Я направился к хозяйке — надо было поздороваться, но вдруг все зашикали, замахали мне, чтобы я не стучал ногами. Стало тихо. Подняли крышку у рояля, села какая-то дама, щуря свои близорукие глаза на ноты, и к роялю подошла моя Маша, разодетая, красивая, но красивая как-то особенно, по-новому, совсем не похожая на ту Машу, которая весной приходила ко мне на мельницу; она запела:

За всё время нашего знакомства это в первый раз я слышал, как она пела. У нее был хороший, сочный, сильный голос, и, пока она пела, мне казалось, что я ем спелую, сладкую, душистую дыню. Вот она кончила, ей аплодировали, и она улыбалась очень довольная, играя глазами, перелистывая ноты, поправляя на себе платье, точно птица, которая вырвалась, наконец, из клетки и на свободе оправляет свои крылья. Волосы у нее были зачесаны на уши, и на лице было нехорошее, задорное выражение, точно она хотела сделать всем нам вызов или крикнуть на нас, как на лошадей: «Эй, вы, милые!»

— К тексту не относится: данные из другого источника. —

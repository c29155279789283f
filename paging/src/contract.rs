//! The paging contract shared by both trigger strategies.
//!
//! Loading is split in two halves. [`PageRequester`] is the synchronous
//! "initiate" call made on the UI thread once a trigger has been accepted; it
//! returns nothing. [`PageSource`] is the asynchronous data source the
//! requester eventually calls. Whatever the fetch does, its owner must settle
//! the list (see [`PagedList::settle`](crate::list::PagedList::settle)) so
//! the loading flag clears, including on failure.

use crate::errors::PagingError;
use crate::model::{FetchRequest, Page, PageRequest};
use async_trait::async_trait;

/// Initiates the next page fetch.
///
/// Callers only invoke this after the list flipped to `Loading`; implementors
/// never have to guard against duplicates themselves.
pub trait PageRequester {
    fn request_next_page(&mut self, request: FetchRequest);
}

impl<F> PageRequester for F
where
    F: FnMut(FetchRequest),
{
    fn request_next_page(&mut self, request: FetchRequest) {
        self(request)
    }
}

/// Asynchronous source of pages.
#[async_trait]
pub trait PageSource: Send + Sync + 'static {
    type Item: Send + 'static;

    async fn fetch_page(&self, request: PageRequest) -> Result<Page<Self::Item>, PagingError>;
}
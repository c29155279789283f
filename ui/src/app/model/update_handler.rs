use super::Model;
use crate::components::common::{Msg, StatusMsg};
use crate::components::status_bar::StatusNotice;
use tuirealm::terminal::TerminalAdapter;

impl<T> Model<T>
where
    T: TerminalAdapter,
{
    pub fn handle_update(&mut self, msg: Option<Msg>) -> Option<Msg> {
        let msg = msg?;
        self.redraw = true;

        match msg {
            Msg::AppClose => {
                self.shutdown();
                None
            }
            Msg::ForceRedraw => None,
            Msg::History(msg) => self.update_history(msg),
            Msg::Status(msg) => self.update_status(msg),
        }
    }

    fn update_status(&mut self, msg: StatusMsg) -> Option<Msg> {
        self.notice = match msg {
            StatusMsg::ShowError(error) => Some(StatusNotice::Error(error.to_string())),
            StatusMsg::ShowWarning(message) => Some(StatusNotice::Warning(message)),
            StatusMsg::Clear => None,
        };

        if let Err(e) = self.remount_status_bar() {
            // Reporting would loop back here, so only log
            log::error!("Failed to remount status bar: {e}");
        }
        None
    }
}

И, должно быть, в это время она была очень похожа на своего деда ямщика.

— И ты здесь? — спросила она, подавая мне руку. — Ты слышал, как я пела? Ну, как ты находишь? — и не дожидаясь моего ответа, она продолжала: — Очень кстати, что ты здесь. Сегодня ночью я уезжаю ненадолго в Петербург. Ты меня отпустишь?

В полночь я провожал ее на вокзал. Она нежно обняла меня, вероятно, в благодарность за то, что я не задавал ненужных вопросов, и обещала писать мне, а я долго сжимал ее руки и целовал их, едва сдерживая слезы, не говоря ей ни слова.

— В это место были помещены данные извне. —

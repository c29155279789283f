use paging::PagingError;
use scrollback::components::common::StatusMsg;
use scrollback::error::ErrorReporter;
use scrollback::{AppError, Msg};
use std::sync::mpsc::{self, Receiver};

/// Reporter wired to a channel the test can read
fn reporter() -> (ErrorReporter, Receiver<Msg>) {
    let (tx, rx) = mpsc::channel();
    (ErrorReporter::new(tx), rx)
}

#[test]
fn test_timeout_is_reported_as_retryable_warning() {
    let (reporter, rx) = reporter();

    reporter.report_fetch_error(PagingError::Timeout { millis: 500 });

    match rx.try_recv() {
        Ok(Msg::Status(StatusMsg::ShowWarning(message))) => {
            assert!(message.contains("Could not load older messages"));
            assert!(message.contains("retry"));
        }
        other => panic!("Expected warning, got {other:?}"),
    }
}

#[test]
fn test_component_failure_is_reported_as_error() {
    let (reporter, rx) = reporter();

    reporter.report_simple(
        AppError::Component("remount failed".to_string()),
        "History",
        "remount",
    );

    match rx.try_recv() {
        Ok(Msg::Status(StatusMsg::ShowError(AppError::Component(message)))) => {
            assert_eq!(message, "remount failed");
        }
        other => panic!("Expected error, got {other:?}"),
    }
}

#[test]
fn test_reporting_after_main_loop_exit_does_not_panic() {
    let (reporter, rx) = reporter();
    drop(rx);

    reporter.report_fetch_error(PagingError::Fetch("backend unavailable".to_string()));
}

А когда она уехала, я стоял, смотрел на удалявшиеся огни, ласкал ее в своем воображении и тихо говорил:

— Милая моя Маша, великолепная Маша…

Ночевал я в Макарихе у Карповны, а утром уже вместе с Редькой обивал мебель у одного богатого купца, выдававшего свою дочь за доктора.

В воскресенье после обеда приходила ко мне сестра и пила со мною чай.

— Теперь я очень много читаю, — говорила она, показывая мне книги, которые она, идя ко мне, взяла из городской библиотеки. — Спасибо твоей жене и Владимиру, они возбудили во мне самосознание. Они спасли меня, сделали то, что я теперь чувствую себя человеком. Прежде, бывало, я не спала по ночам от разных забот: «ах, за неделю у нас сошло много сахару! ах, как бы не пересолить огурцы!» И теперь я тоже не сплю, но у меня уже другие мысли. Я мучаюсь, что так глупо, малодушно прошла у меня половина жизни. Свое прошлое я презираю, стыжусь его, а на отца я смотрю теперь, как на своего врага. О, как я благодарна твоей жене! А Владимир? Это такой чудный человек! Они открыли мне глаза.